_Required work_: Within the records below, find each line with the word "options" and copy it out.

Stored items:
---
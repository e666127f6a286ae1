//! Command-line interface
mod options;

pub use options::Options;
//! Utilities
pub mod stats;
pub mod window;

pub use stats::OnlineMeanVariance;
pub use window::RecencyWindow;
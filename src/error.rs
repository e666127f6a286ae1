//! Error type
use crate::buffers::BufferError;
use crate::config::ConfigError;
use crate::envs::EnvError;
use crate::logging::{CheckpointError, LogError};
use crate::torch::updaters::UpdateError;
use tch::TchError;
use thiserror::Error;

/// Error from a training run.
///
/// Every variant is fatal: training never retries a failed operation.
#[derive(Error, Debug)]
pub enum TrainError {
    #[error("invalid configuration")]
    Config(#[from] ConfigError),
    #[error("environment error")]
    Env(#[from] EnvError),
    #[error("rollout buffer error")]
    Buffer(#[from] BufferError),
    #[error("policy update error")]
    Update(#[from] UpdateError),
    #[error("logging error")]
    Log(#[from] LogError),
    #[error("checkpoint error")]
    Checkpoint(#[from] CheckpointError),
    #[error("torch error")]
    Torch(#[from] TchError),
}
---
_Answer section_:
mod options;
pub use options::Options;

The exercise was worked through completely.